Depresión
Comprender la depresión: factores, impacto del estrés y pautas para el bienestar
Publicado el 16 de julio de 2026 · 3 min de lectura
La importancia de cuidar nuestra salud mental
En los últimos años, el bienestar emocional ha cobrado una relevancia sin precedentes. Factores como las exigencias del entorno actual, el uso intensivo de tecnologías y la dificultad para conciliar la vida laboral con la personal han provocado un aumento global en los casos de ansiedad y depresión. Esta realidad nos invita a reflexionar sobre la necesidad de visibilizar estas dificultades para comprender que la salud mental es una prioridad colectiva.

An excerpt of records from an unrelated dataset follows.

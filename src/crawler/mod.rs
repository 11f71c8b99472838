//! Crawler module for walking store catalogs
//!
//! This module contains the core crawling logic, including:
//! - Page fetching with a shared main context and ephemeral probe contexts
//! - Reading department listings and classifying children
//! - The recursive depth-bounded tree walk
//! - Reconciling discovered categories with stored ones
//! - Per-store run coordination

mod client;
mod coordinator;
pub mod dedup;
mod fetcher;
mod walker;

pub use client::{
    leaf_products, store_base_url, CatalogClient, ChildDescriptor, PageResult, NO_CHILDREN_MARKER,
};
pub use coordinator::{Coordinator, RunReport};
pub use fetcher::{
    build_http_client, decode_document, empty_document, HttpPageFetcher, PageFetcher,
};
pub use walker::{ExploreFuture, TreeWalker, DEFAULT_MAX_DEPTH};

use crate::config::Config;
use crate::model::RunMode;
use crate::storage::open_storage;
use crate::CatalogError;
use std::path::Path;

/// Runs a complete crawl operation
///
/// Opens the database at `output.database-path`, builds the HTTP fetcher
/// and crawls either the store named `only_store` or every configured store
/// in order.
///
/// # Arguments
///
/// * `config` - The crawler configuration
/// * `config_hash` - Hash of the configuration file, recorded with each run
/// * `first_mode` - Mode of the first (or only) store's run
/// * `only_store` - Slug of a single store to crawl
///
/// # Returns
///
/// * `Ok(Vec<RunReport>)` - One report per store crawled
/// * `Err(CatalogError)` - A run failed; earlier runs stay persisted
pub async fn crawl(
    config: Config,
    config_hash: &str,
    first_mode: RunMode,
    only_store: Option<&str>,
) -> Result<Vec<RunReport>, CatalogError> {
    let store = open_storage(Path::new(&config.output.database_path))?;
    let fetcher = HttpPageFetcher::new(&config.browser)?;
    let mut coordinator = Coordinator::new(config, config_hash, fetcher, store);

    match only_store {
        Some(slug) => Ok(vec![coordinator.run_selected(slug, first_mode).await?]),
        None => coordinator.run_all(first_mode).await,
    }
}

La depresión no es una simple tristeza pasajera ni una debilidad de carácter; se trata de una condición compleja que afecta la salud de forma integral. A nivel global, las estadísticas muestran que es una de las enfermedades más prevalentes, con una presencia especialmente significativa en mujeres y en determinados grupos de edad, como los adultos mayores de 50 años, quienes a menudo enfrentan desafíos emocionales adicionales relacionados con la soledad o el envejecimiento.
El papel del estrés y el cortisol en el organismo
Para comprender cómo se origina y mantiene el malestar emocional, es fundamental analizar la conexión entre la mente y el cuerpo. El estrés crónico se señala con frecuencia como uno de los desencadenantes clave de los trastornos del estado de ánimo. Cuando vivimos bajo una tensión constante, nuestro cuerpo reacciona a nivel biológico.
El cortisol, conocido popularmente como la "hormona del estrés", juega un papel decisivo en este proceso. Producido por las glándulas suprarrenales, el cortisol es vital para preparar al organismo ante situaciones de emergencia. Entre sus funciones principales destacan:
- Respuesta de alerta: Prepara al cuerpo para reaccionar ante estímulos amenazantes.
- Regulación del metabolismo: Ayuda a transformar grasas y carbohidratos en energía.
- Control inflamatorio: Contribuye a regular la inflamación física.
- Presión arterial: Facilita el mantenimiento de la tensión en niveles adecuados.
El problema surge cuando la tensión no cesa. Cuando los niveles de cortisol se mantienen elevados durante períodos prolongados debido al estrés crónico, se produce un desequilibrio que puede alterar el sueño, debilitar el sistema inmunitario y favorecer la aparición de la depresión o el agotamiento extremo.
Hábitos fundamentales para proteger el bienestar emocional
Mantener el equilibrio fisiológico y mental requiere de atención diaria y del desarrollo de ciertas prácticas saludables. Integrar pequeños cambios en nuestra rutina puede marcar una gran diferencia en la regulación del estrés y en la prevención de desequilibrios emocionales:
- Actividad física regular: El ejercicio ayuda a liberar tensiones y estimula la producción de sustancias químicas asociadas al bienestar, como las endorfinas.
- Alimentación consciente y equilibrada: Nutrir nuestro cuerpo con una dieta balanceada apoya el correcto funcionamiento del sistema nervioso y contribuye a un mejor estado de ánimo.
- Técnicas de relajación: Practicar meditación, yoga o ejercicios de respiración profunda y consciente ayuda a reducir la actividad de la hormona del estrés en el organismo.
- Higiene del sueño: Establecer rutinas constantes de descanso es fundamental para la recuperación física y la estabilidad de las funciones cognitivas.
El valor de la ayuda profesional
Identificar las señales de alerta y comprender el impacto físico del estrés en nuestra mente es el primer paso para proteger la salud. Sin embargo, cuando el malestar resulta difícil de gestionar por cuenta propia o interfiere de manera significativa en la vida diaria, el acompañamiento de profesionales de la psicología es una vía esencial para recuperar el bienestar, ofreciendo un espacio seguro para el aprendizaje de herramientas personalizadas de superación.